File Encryption, Memory mapping files

Hi All.
I’m working on on-the-fly file encryption. I’m really confused by memory mapping files.

  1. there is a real folder and a virtual folder.
  2. files on disk are ciphertext.
  3. when files are opened in real folder, they are ciphertext;
  4. when files are opened in virtual folder, they are plaintext.
    Everything is OK except the memory mapping files. For example notepad.exe, when it reads data from cache, minifilter cannot capture it. So I cannot perform encryption or decryption for it. It’s out of control.

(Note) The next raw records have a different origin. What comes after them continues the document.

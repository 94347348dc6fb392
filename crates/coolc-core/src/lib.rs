// Copyright 2026 James Casey
// SPDX-License-Identifier: Apache-2.0

//! Cool compiler core.
//!
//! This crate contains the static semantics of Cool:
//! - Interned names and the predefined symbols (`symbol`)
//! - The typed abstract syntax tree handed over by the parser (`ast`)
//! - Class registration, declaration and type checking (`semantic_analysis`)
//! - Diagnostics with file and line information (`diagnostic`)
//!
//! Lexing, parsing and code generation live outside this crate.

pub mod ast;
pub mod ast_walker;
pub mod diagnostic;
pub mod semantic_analysis;
pub mod symbol;

/// Re-export commonly used types.
pub mod prelude {
    pub use crate::ast::{ClassDecl, ExprKind, Expression, Feature, Program};
    pub use crate::diagnostic::{Diagnostic, Location};
    pub use crate::semantic_analysis::{AnalysisResult, analyse};
    pub use crate::symbol::{Interner, Symbol, WellKnown};
}
// Copyright 2026 James Casey
// SPDX-License-Identifier: Apache-2.0

//! Type checking for class bodies.
//!
//! **DDD Context:** Semantic Analysis
//!
//! Walks every feature of a user class, infers a static type for each
//! expression and writes it to [`Expression::ty`]. The hierarchy is read-only
//! here; the only outputs are the annotations and pushed diagnostics.
//!
//! **Key design decisions:**
//! - Every rule violation reports one diagnostic and yields a fallback type
//!   (usually `Object`) so the enclosing expression can still be checked
//! - Sub-expressions are always checked, even when the enclosing construct
//!   has already failed, so every node ends up annotated
//! - A declared type that was already reported as undefined is treated as
//!   `Object` from then on, so joins never see a type outside the tree

use super::class_hierarchy::{ClassHierarchy, MethodSignature};
use super::error::{SemanticError, SemanticErrorKind};
use super::scope::{Scope, lookup_object_type};
use crate::ast::{Attribute, CaseBranch, ClassDecl, ExprKind, Expression, Feature, Method};
use crate::diagnostic::{Diagnostics, Location};
use crate::symbol::{Interner, Symbol, WellKnown};
use ecow::EcoString;
use std::collections::HashSet;

/// Type checks every feature of `class`, annotating its expressions.
pub(crate) fn check_class(
    class: &mut ClassDecl,
    hierarchy: &ClassHierarchy,
    interner: &Interner,
    diagnostics: &mut Diagnostics,
) {
    let errors_before = diagnostics.error_count();
    let mut checker = TypeChecker::new(class, hierarchy, interner, diagnostics);
    for feature in &mut class.features {
        checker.scope.push();
        match feature {
            Feature::Method(method) => checker.check_method(method),
            Feature::Attribute(attr) => checker.check_attribute(attr),
        }
        checker.scope.pop();
    }
    tracing::trace!(
        class = interner.resolve(class.name),
        errors = diagnostics.error_count() - errors_before,
        "class checked"
    );
}

/// Type checking domain service for one class.
///
/// **DDD Context:** Semantic Analysis - Domain Service
struct TypeChecker<'a> {
    hierarchy: &'a ClassHierarchy,
    interner: &'a Interner,
    diagnostics: &'a mut Diagnostics,
    wk: WellKnown,
    /// The class being checked; what `SELF_TYPE` stands for.
    current: Symbol,
    filename: EcoString,
    scope: Scope,
}
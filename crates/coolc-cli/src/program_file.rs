// Copyright 2026 James Casey
// SPDX-License-Identifier: Apache-2.0

//! Program file loading.
//!
//! **DDD Context:** Build System
//!
//! `coolc` reads programs that have already been parsed, stored as JSON.
//! Names are plain strings in the file and are interned while lowering
//! into the core AST. Lines are optional on expressions: a node without
//! one takes the line of its parent.
//!
//! ```json
//! { "classes": [ { "name": "Main", "parent": "IO", "line": 1, "features": [
//!     { "feature": "method", "name": "main", "return_type": "Object", "line": 2,
//!       "body": { "expr": "dispatch", "method": "out_int",
//!                 "args": [ { "expr": "int", "value": 42 } ] } } ] } ] }
//! ```

use camino::Utf8Path;
use coolc_core::ast::{
    ArithOp, Attribute, CaseBranch, ClassDecl, CompareOp, ExprKind, Expression, Feature, Formal,
    Method, Program,
};
use coolc_core::symbol::Interner;
use ecow::EcoString;
use miette::{Context, IntoDiagnostic, Result};
use serde::Deserialize;
use std::fs;

/// A whole program file.
#[derive(Debug, Deserialize)]
#[serde(deny_unknown_fields)]
pub struct ProgramFile {
    pub classes: Vec<ClassFile>,
}

#[derive(Debug, Deserialize)]
#[serde(deny_unknown_fields)]
pub struct ClassFile {
    pub name: String,
    /// Defaults to `Object`.
    #[serde(default)]
    pub parent: Option<String>,
    /// Source file the class came from; defaults to the program file name.
    #[serde(default)]
    pub filename: Option<String>,
    #[serde(default = "first_line")]
    pub line: u32,
    #[serde(default)]
    pub features: Vec<FeatureFile>,
}

#[derive(Debug, Deserialize)]
#[serde(tag = "feature", rename_all = "snake_case", deny_unknown_fields)]
pub enum FeatureFile {
    Method {
        name: String,
        #[serde(default)]
        formals: Vec<FormalFile>,
        return_type: String,
        body: ExprFile,
        #[serde(default)]
        line: Option<u32>,
    },
    Attribute {
        name: String,
        #[serde(rename = "type")]
        type_decl: String,
        #[serde(default)]
        init: Option<ExprFile>,
        #[serde(default)]
        line: Option<u32>,
    },
}

#[derive(Debug, Deserialize)]
#[serde(deny_unknown_fields)]
pub struct FormalFile {
    pub name: String,
    #[serde(rename = "type")]
    pub type_decl: String,
}

#[derive(Debug, Deserialize)]
pub struct ExprFile {
    #[serde(default)]
    pub line: Option<u32>,
    #[serde(flatten)]
    pub kind: ExprKindFile,
}

#[derive(Debug, Deserialize)]
pub struct BranchFile {
    pub name: String,
    #[serde(rename = "type")]
    pub type_decl: String,
    pub body: ExprFile,
    #[serde(default)]
    pub line: Option<u32>,
}

#[derive(Debug, Clone, Copy, Deserialize)]
pub enum ArithOpFile {
    #[serde(rename = "+")]
    Add,
    #[serde(rename = "-")]
    Sub,
    #[serde(rename = "*")]
    Mul,
    #[serde(rename = "/")]
    Div,
}

#[derive(Debug, Clone, Copy, Deserialize)]
pub enum CompareOpFile {
    #[serde(rename = "<")]
    Lt,
    #[serde(rename = "<=")]
    Le,
}

#[derive(Debug, Deserialize)]
#[serde(tag = "expr", rename_all = "snake_case")]
pub enum ExprKindFile {
    Assign {
        name: String,
        value: Box<ExprFile>,
    },
    /// A missing receiver means `self`.
    Dispatch {
        #[serde(default)]
        receiver: Option<Box<ExprFile>>,
        method: String,
        #[serde(default)]
        args: Vec<ExprFile>,
    },
    StaticDispatch {
        receiver: Box<ExprFile>,
        #[serde(rename = "type")]
        type_name: String,
        method: String,
        #[serde(default)]
        args: Vec<ExprFile>,
    },
    Cond {
        pred: Box<ExprFile>,
        #[serde(rename = "then")]
        then_branch: Box<ExprFile>,
        #[serde(rename = "else")]
        else_branch: Box<ExprFile>,
    },
    Loop {
        pred: Box<ExprFile>,
        body: Box<ExprFile>,
    },
    Case {
        scrutinee: Box<ExprFile>,
        branches: Vec<BranchFile>,
    },
    Block {
        body: Vec<ExprFile>,
    },
    Let {
        name: String,
        #[serde(rename = "type")]
        type_decl: String,
        #[serde(default)]
        init: Option<Box<ExprFile>>,
        body: Box<ExprFile>,
    },
    Arith {
        op: ArithOpFile,
        lhs: Box<ExprFile>,
        rhs: Box<ExprFile>,
    },
    Compare {
        op: CompareOpFile,
        lhs: Box<ExprFile>,
        rhs: Box<ExprFile>,
    },
    Eq {
        lhs: Box<ExprFile>,
        rhs: Box<ExprFile>,
    },
    Neg {
        operand: Box<ExprFile>,
    },
    Not {
        operand: Box<ExprFile>,
    },
    Isvoid {
        operand: Box<ExprFile>,
    },
    Int {
        value: i64,
    },
    String {
        value: String,
    },
    Bool {
        value: bool,
    },
    New {
        #[serde(rename = "type")]
        type_name: String,
    },
    Object {
        name: String,
    },
    NoExpr,
}

fn first_line() -> u32 {
    1
}

/// Structural problems the JSON schema cannot express.
#[derive(Debug, thiserror::Error, miette::Diagnostic)]
pub enum LoadError {
    #[error("{filename}:{line}: block expression has no body")]
    #[diagnostic(code(coolc::load::empty_block), help("a block needs at least one expression"))]
    EmptyBlock { filename: EcoString, line: u32 },

    #[error("{filename}:{line}: case expression has no branches")]
    #[diagnostic(code(coolc::load::empty_case))]
    EmptyCase { filename: EcoString, line: u32 },
}

/// Reads and lowers a program file.
///
/// # Errors
///
/// Fails if the file cannot be read, is not a valid program document, or
/// contains an empty block or case.
pub fn load_program(path: &Utf8Path, interner: &mut Interner) -> Result<Program> {
    let content = fs::read_to_string(path)
        .into_diagnostic()
        .wrap_err_with(|| format!("Failed to read program '{path}'"))?;

    let file: ProgramFile = serde_json::from_str(&content)
        .into_diagnostic()
        .wrap_err_with(|| format!("Failed to parse program '{path}'"))?;

    let default_filename = path.file_name().unwrap_or(path.as_str());
    let program = Lowering {
        interner,
        filename: EcoString::new(),
    }
    .program(file, default_filename)?;

    tracing::debug!(%path, classes = program.classes.len(), "program loaded");
    Ok(program)
}

/// Interns names and fills in defaulted lines while building the core AST.
struct Lowering<'a> {
    interner: &'a mut Interner,
    /// File of the class being lowered.
    filename: EcoString,
}

impl Lowering<'_> {
    fn program(mut self, file: ProgramFile, default_filename: &str) -> Result<Program, LoadError> {
        let classes = file
            .classes
            .into_iter()
            .map(|class| self.class(class, default_filename))
            .collect::<Result<_, _>>()?;
        Ok(Program::new(classes))
    }

    fn class(&mut self, class: ClassFile, default_filename: &str) -> Result<ClassDecl, LoadError> {
        self.filename = class
            .filename
            .as_deref()
            .unwrap_or(default_filename)
            .into();
        let features = class
            .features
            .into_iter()
            .map(|feature| self.feature(feature, class.line))
            .collect::<Result<_, _>>()?;
        Ok(ClassDecl {
            name: self.interner.intern(&class.name),
            parent: self
                .interner
                .intern(class.parent.as_deref().unwrap_or("Object")),
            features,
            filename: self.filename.clone(),
            line: class.line,
        })
    }

    fn feature(&mut self, feature: FeatureFile, class_line: u32) -> Result<Feature, LoadError> {
        Ok(match feature {
            FeatureFile::Method {
                name,
                formals,
                return_type,
                body,
                line,
            } => {
                let line = line.unwrap_or(class_line);
                Feature::Method(Method {
                    name: self.interner.intern(&name),
                    formals: formals
                        .iter()
                        .map(|formal| Formal {
                            name: self.interner.intern(&formal.name),
                            type_decl: self.interner.intern(&formal.type_decl),
                            line,
                        })
                        .collect(),
                    return_type: self.interner.intern(&return_type),
                    body: self.expr(body, line)?,
                    line,
                })
            }
            FeatureFile::Attribute {
                name,
                type_decl,
                init,
                line,
            } => {
                let line = line.unwrap_or(class_line);
                Feature::Attribute(Attribute {
                    name: self.interner.intern(&name),
                    type_decl: self.interner.intern(&type_decl),
                    init: self.optional(init, line)?,
                    line,
                })
            }
        })
    }

    fn optional(&mut self, expr: Option<ExprFile>, line: u32) -> Result<Expression, LoadError> {
        match expr {
            Some(expr) => self.expr(expr, line),
            None => Ok(Expression::no_expr(line)),
        }
    }

    fn boxed(&mut self, expr: Box<ExprFile>, line: u32) -> Result<Box<Expression>, LoadError> {
        self.expr(*expr, line).map(Box::new)
    }

    fn list(&mut self, exprs: Vec<ExprFile>, line: u32) -> Result<Vec<Expression>, LoadError> {
        exprs.into_iter().map(|expr| self.expr(expr, line)).collect()
    }

    fn expr(&mut self, expr: ExprFile, parent_line: u32) -> Result<Expression, LoadError> {
        let line = expr.line.unwrap_or(parent_line);
        let kind = match expr.kind {
            ExprKindFile::Assign { name, value } => ExprKind::Assign {
                name: self.interner.intern(&name),
                value: self.boxed(value, line)?,
            },
            ExprKindFile::Dispatch {
                receiver,
                method,
                args,
            } => ExprKind::Dispatch {
                receiver: match receiver {
                    Some(receiver) => self.boxed(receiver, line)?,
                    None => Box::new(Expression::new(
                        ExprKind::Identifier(self.interner.intern("self")),
                        line,
                    )),
                },
                method: self.interner.intern(&method),
                args: self.list(args, line)?,
            },
            ExprKindFile::StaticDispatch {
                receiver,
                type_name,
                method,
                args,
            } => ExprKind::StaticDispatch {
                receiver: self.boxed(receiver, line)?,
                type_name: self.interner.intern(&type_name),
                method: self.interner.intern(&method),
                args: self.list(args, line)?,
            },
            ExprKindFile::Cond {
                pred,
                then_branch,
                else_branch,
            } => ExprKind::Cond {
                pred: self.boxed(pred, line)?,
                then_branch: self.boxed(then_branch, line)?,
                else_branch: self.boxed(else_branch, line)?,
            },
            ExprKindFile::Loop { pred, body } => ExprKind::Loop {
                pred: self.boxed(pred, line)?,
                body: self.boxed(body, line)?,
            },
            ExprKindFile::Case {
                scrutinee,
                branches,
            } => {
                if branches.is_empty() {
                    return Err(LoadError::EmptyCase {
                        filename: self.filename.clone(),
                        line,
                    });
                }
                ExprKind::Case {
                    scrutinee: self.boxed(scrutinee, line)?,
                    branches: branches
                        .into_iter()
                        .map(|branch| self.branch(branch, line))
                        .collect::<Result<_, _>>()?,
                }
            }
            ExprKindFile::Block { body } => {
                if body.is_empty() {
                    return Err(LoadError::EmptyBlock {
                        filename: self.filename.clone(),
                        line,
                    });
                }
                ExprKind::Block(self.list(body, line)?)
            }
            ExprKindFile::Let {
                name,
                type_decl,
                init,
                body,
            } => ExprKind::Let {
                name: self.interner.intern(&name),
                type_decl: self.interner.intern(&type_decl),
                init: Box::new(self.optional(init.map(|init| *init), line)?),
                body: self.boxed(body, line)?,
            },
            ExprKindFile::Arith { op, lhs, rhs } => ExprKind::Arith {
                op: match op {
                    ArithOpFile::Add => ArithOp::Add,
                    ArithOpFile::Sub => ArithOp::Sub,
                    ArithOpFile::Mul => ArithOp::Mul,
                    ArithOpFile::Div => ArithOp::Div,
                },
                lhs: self.boxed(lhs, line)?,
                rhs: self.boxed(rhs, line)?,
            },
            ExprKindFile::Compare { op, lhs, rhs } => ExprKind::Compare {
                op: match op {
                    CompareOpFile::Lt => CompareOp::Lt,
                    CompareOpFile::Le => CompareOp::Le,
                },
                lhs: self.boxed(lhs, line)?,
                rhs: self.boxed(rhs, line)?,
            },
            ExprKindFile::Eq { lhs, rhs } => ExprKind::Eq {
                lhs: self.boxed(lhs, line)?,
                rhs: self.boxed(rhs, line)?,
            },
            ExprKindFile::Neg { operand } => ExprKind::Neg(self.boxed(operand, line)?),
            ExprKindFile::Not { operand } => ExprKind::Not(self.boxed(operand, line)?),
            ExprKindFile::Isvoid { operand } => ExprKind::IsVoid(self.boxed(operand, line)?),
            ExprKindFile::Int { value } => ExprKind::IntConst(value),
            ExprKindFile::String { value } => ExprKind::StringConst(value.into()),
            ExprKindFile::Bool { value } => ExprKind::BoolConst(value),
            ExprKindFile::New { type_name } => ExprKind::New(self.interner.intern(&type_name)),
            ExprKindFile::Object { name } => ExprKind::Identifier(self.interner.intern(&name)),
            ExprKindFile::NoExpr => ExprKind::NoExpr,
        };
        Ok(Expression::new(kind, line))
    }

    fn branch(&mut self, branch: BranchFile, parent_line: u32) -> Result<CaseBranch, LoadError> {
        let line = branch.line.unwrap_or(parent_line);
        Ok(CaseBranch {
            name: self.interner.intern(&branch.name),
            type_decl: self.interner.intern(&branch.type_decl),
            body: self.expr(branch.body, line)?,
            line,
        })
    }
}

I appreciate any suggestion or links of threads/post.
Thanks in advance.

It is not out of control. It is a deficiency of the minifilter you are developing.

Memory mapping means paging IO. Your design somehow skips paging IO.

Keep in mind that after a page has been brought from a disk to memory( by request from MM or CC) it is not being read second time on each access and/or file mapping. The system keeps pages to accelerate future access. The system frees LRU pages only when there is a pressure for free pages. The Cache Manager and the Memory Manager share the same pages.

Thanks Slava.

I agree with you that memory mapping means paging IO when no data is cached.

If a file is opened by notepad.exe when there is data cached, I think it is out of control.

I am a novice in this field. Are there any methods that we can use to intercept the operations when there is data cached?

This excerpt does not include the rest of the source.